As of 2017, the average monthly cost of assisted living in Virginia is $4,050. This works out to an annual cost of $48,600. While expensive relative to the national average, which is $3,650 / month, the good news in Virginia is that 2017 has seen little price inflation in the cost of assisted living over the last two years.
There are certain areas of the state where the cost is considerably lower, most notably Harrisonburg, Richmond, Lynchburg, and Staunton, where the average annual costs are $4,860 - $10,800 less. Residents of Virginia Beach, Winchester, and Charlottesville should be aware that they live in the most expensive areas for assisted living. In these areas, the average costs can reach between $53,424 and $68,700. Residents might consider moving to other areas of the state to save money.
Home care costs, like assisted living, fluctuate considerably based on one's geographic location within Virginia. The average statewide hourly cost in 2017 is $19.50, which has increased by $1.50 / hour since 2015. However, this is still below the national level of $20.50 / hour. Staunton, Richmond, and Winchester see costs closer to $17.25 - $18.50 / hr., while Blacksburg and Charlottesville are approximately $20 / hr. It is worth noting that these costs are for non-medical home care.
Care in the home, provided by medically trained professionals is also available, and will generally cost several dollars more per hour. However, one exception is the area of Blacksburg, where the average hourly cost for this type of care is approximately $.50 more than is non-medical home care.
Statewide, the average daily cost of adult day care is $67. Unfortunately, in some rural areas of the state, adult day care services are not available. In those areas where it is available, adult day care is generally less costly than the national average, which is $70 / day. Therefore, residents might consider this a more affordable option relative to assisted living. One will find the most affordable day care in Blacksburg, Harrisonburg, and Winchester, where it is approximately $53 - $61 / day. On the other hand, the most expensive adult day care can be found in Charlottesville and Staunton, where the average daily cost is $82.
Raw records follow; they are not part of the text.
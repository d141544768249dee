use chrono::{DateTime, Utc};
use serde::Serialize;
use uuid::Uuid;

use crate::calculations::crop_finance::PlanTotals;
use crate::models::{CropEntry, FinancePlan};

/// Snapshot of a plan taken when it was saved.
#[derive(Debug, Clone, PartialEq, Eq, Serialize)]
#[serde(rename_all = "camelCase")]
pub struct SavedPlan {
    pub id: Uuid,
    pub member_number: String,
    pub member_name: String,
    pub village: String,
    pub total_land_area: String,
    pub crops: Vec<CropEntry>,

    // Calculated at save time
    pub totals: PlanTotals,

    pub timestamp: DateTime<Utc>,
}

impl SavedPlan {
    /// Copies the plan's details and entries, fixing its totals as of now.
    pub fn snapshot(
        id: Uuid,
        plan: &FinancePlan,
        timestamp: DateTime<Utc>,
    ) -> Self {
        Self {
            id,
            member_number: plan.member_number.clone(),
            member_name: plan.member_name.clone(),
            village: plan.village.clone(),
            total_land_area: plan.total_land_area.clone(),
            crops: plan.entries().to_vec(),
            totals: plan.totals(),
            timestamp,
        }
    }
}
Medicaid is a health insurance program intended for lower income Americans. The federal government sets certain guidelines for the program and within those guidelines the states are free to manage the program as they see best for their residents. Each state has different types of Medicaid programs, some for families, some for children, and others specifically for the elderly or those requiring long-term care.
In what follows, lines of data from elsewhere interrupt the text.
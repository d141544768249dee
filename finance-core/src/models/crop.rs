use std::fmt;

use serde::{Deserialize, Serialize};

/// Crops offered in the scale of finance catalog.
#[derive(Debug, Clone, Copy, PartialEq, Eq, Hash, Serialize, Deserialize)]
pub enum CropName {
    Groundnut,
    Onion,
    Rice,
    Maize,
    Cotton,
    Wheat,
    Sugarcane,
    Tomato,
    Chili,
    Turmeric,
    Banana,
    Coconut,
}

impl CropName {
    /// Every catalog entry, in the order the plan form lists them.
    pub const ALL: [CropName; 12] = [
        Self::Groundnut,
        Self::Onion,
        Self::Rice,
        Self::Maize,
        Self::Cotton,
        Self::Wheat,
        Self::Sugarcane,
        Self::Tomato,
        Self::Chili,
        Self::Turmeric,
        Self::Banana,
        Self::Coconut,
    ];

    pub fn as_str(&self) -> &'static str {
        match self {
            Self::Groundnut => "Groundnut",
            Self::Onion => "Onion",
            Self::Rice => "Rice",
            Self::Maize => "Maize",
            Self::Cotton => "Cotton",
            Self::Wheat => "Wheat",
            Self::Sugarcane => "Sugarcane",
            Self::Tomato => "Tomato",
            Self::Chili => "Chili",
            Self::Turmeric => "Turmeric",
            Self::Banana => "Banana",
            Self::Coconut => "Coconut",
        }
    }

    /// Case-insensitive lookup by catalog name.
    pub fn parse(s: &str) -> Option<Self> {
        let s = s.trim();
        Self::ALL
            .into_iter()
            .find(|crop| crop.as_str().eq_ignore_ascii_case(s))
    }
}

impl fmt::Display for CropName {
    fn fmt(
        &self,
        f: &mut fmt::Formatter<'_>,
    ) -> fmt::Result {
        f.write_str(self.as_str())
    }
}

/// Growing season a crop is planned for.
#[derive(Debug, Clone, Copy, PartialEq, Eq, Hash, Serialize, Deserialize)]
pub enum Season {
    Kharif,
    Rabi,
    Summer,
    Perennial,
}

impl Season {
    pub const ALL: [Season; 4] = [Self::Kharif, Self::Rabi, Self::Summer, Self::Perennial];

    pub fn as_str(&self) -> &'static str {
        match self {
            Self::Kharif => "Kharif",
            Self::Rabi => "Rabi",
            Self::Summer => "Summer",
            Self::Perennial => "Perennial",
        }
    }

    pub fn parse(s: &str) -> Option<Self> {
        let s = s.trim();
        Self::ALL
            .into_iter()
            .find(|season| season.as_str().eq_ignore_ascii_case(s))
    }
}

impl fmt::Display for Season {
    fn fmt(
        &self,
        f: &mut fmt::Formatter<'_>,
    ) -> fmt::Result {
        f.write_str(self.as_str())
    }
}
For purposes of relevance, we will focus on Long Term Care Medicaid, which is sometimes called Institutional Medicaid, implying that the program will only cover the cost of nursing home care. While Virginia’s state Medicaid plan will cover the cost of nursing home care and limited personal care, the state also offers Medicaid waivers, which provide home and community based services to avoid or delay nursing home placement.
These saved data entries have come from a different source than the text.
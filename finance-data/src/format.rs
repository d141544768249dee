//! Amount formatting for reports.

use finance_core::calculations::common::round_half_up_dp;
use rust_decimal::Decimal;

use crate::config::{DigitGrouping, ReportConfig};

/// Inserts `,` separators into a run of ASCII digits.
fn group_digits(
    digits: &str,
    grouping: DigitGrouping,
) -> String {
    // Both styles group the last three digits; Indian then groups in pairs.
    let rest_size = match grouping {
        DigitGrouping::Indian => 2,
        DigitGrouping::Western => 3,
    };

    let mut groups = Vec::new();
    let mut end = digits.len();
    let mut size = 3;
    while end > size {
        groups.push(&digits[end - size..end]);
        end -= size;
        size = rest_size;
    }
    groups.push(&digits[..end]);
    groups.reverse();
    groups.join(",")
}

/// Formats an amount with the configured currency symbol, rounding and grouping.
///
/// Rounds half-up (away from zero) to `decimal_places`, always showing that
/// many decimals. Negative amounts put the sign before the symbol.
///
/// # Examples
///
/// ```
/// use rust_decimal_macros::dec;
/// use finance_data::{ReportConfig, format_amount};
///
/// let config = ReportConfig::default();
/// assert_eq!(format_amount(dec!(1234567.5), &config), "₹12,34,567.50");
/// assert_eq!(format_amount(dec!(-3000), &config), "-₹3,000.00");
/// ```
pub fn format_amount(
    value: Decimal,
    config: &ReportConfig,
) -> String {
    let mut rounded = round_half_up_dp(value, config.decimal_places);
    rounded.rescale(config.decimal_places);

    let sign = if rounded.is_sign_negative() && !rounded.is_zero() {
        "-"
    } else {
        ""
    };
    let text = rounded.abs().to_string();
    let (whole, fraction) = text.split_once('.').unwrap_or((text.as_str(), ""));
    let grouped = group_digits(whole, config.grouping);
    let symbol = &config.currency_symbol;

    // `rescale` cannot add places to values near `Decimal::MAX`; pad by hand.
    let places = config.decimal_places as usize;
    if places == 0 {
        format!("{sign}{symbol}{grouped}")
    } else {
        format!("{sign}{symbol}{grouped}.{fraction:0<places$}")
    }
}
As of 2107, Virginia has three relevant waivers for the elderly. Make note, unlike the state Medicaid plan, Medicaid waivers have enrollment limits. This means that being eligible for services does not guarantee enrollment into the program. Once a program has reached its enrollment cap, there will be a waitlist for services.
1) The Alzheimer's Assisted Living Waiver (AAL) provides individuals with dementia, Alzheimer's or other related conditions daily care assistance in assisted living communities. Services provided include help with bathing and grooming, medication management, housekeeping, and preparation of meals.
2) The Elderly or Disabled Waiver with Consumer Direction (EDCD) provides services to individuals who require a nursing home level of care in order to assist them in living at home. Via this program, individuals are able to select the caregiver of their choosing, including some family members. Other services may include adult day care, medication monitoring, respite care, and personal emergency response systems.
3) The Technology Assisted Waiver or Tech Waiver, helps technology dependent individuals remain living in their homes. In addition to care services, it will help to pay for environmental (home) modifications to accommodate for a disability or chronic condition.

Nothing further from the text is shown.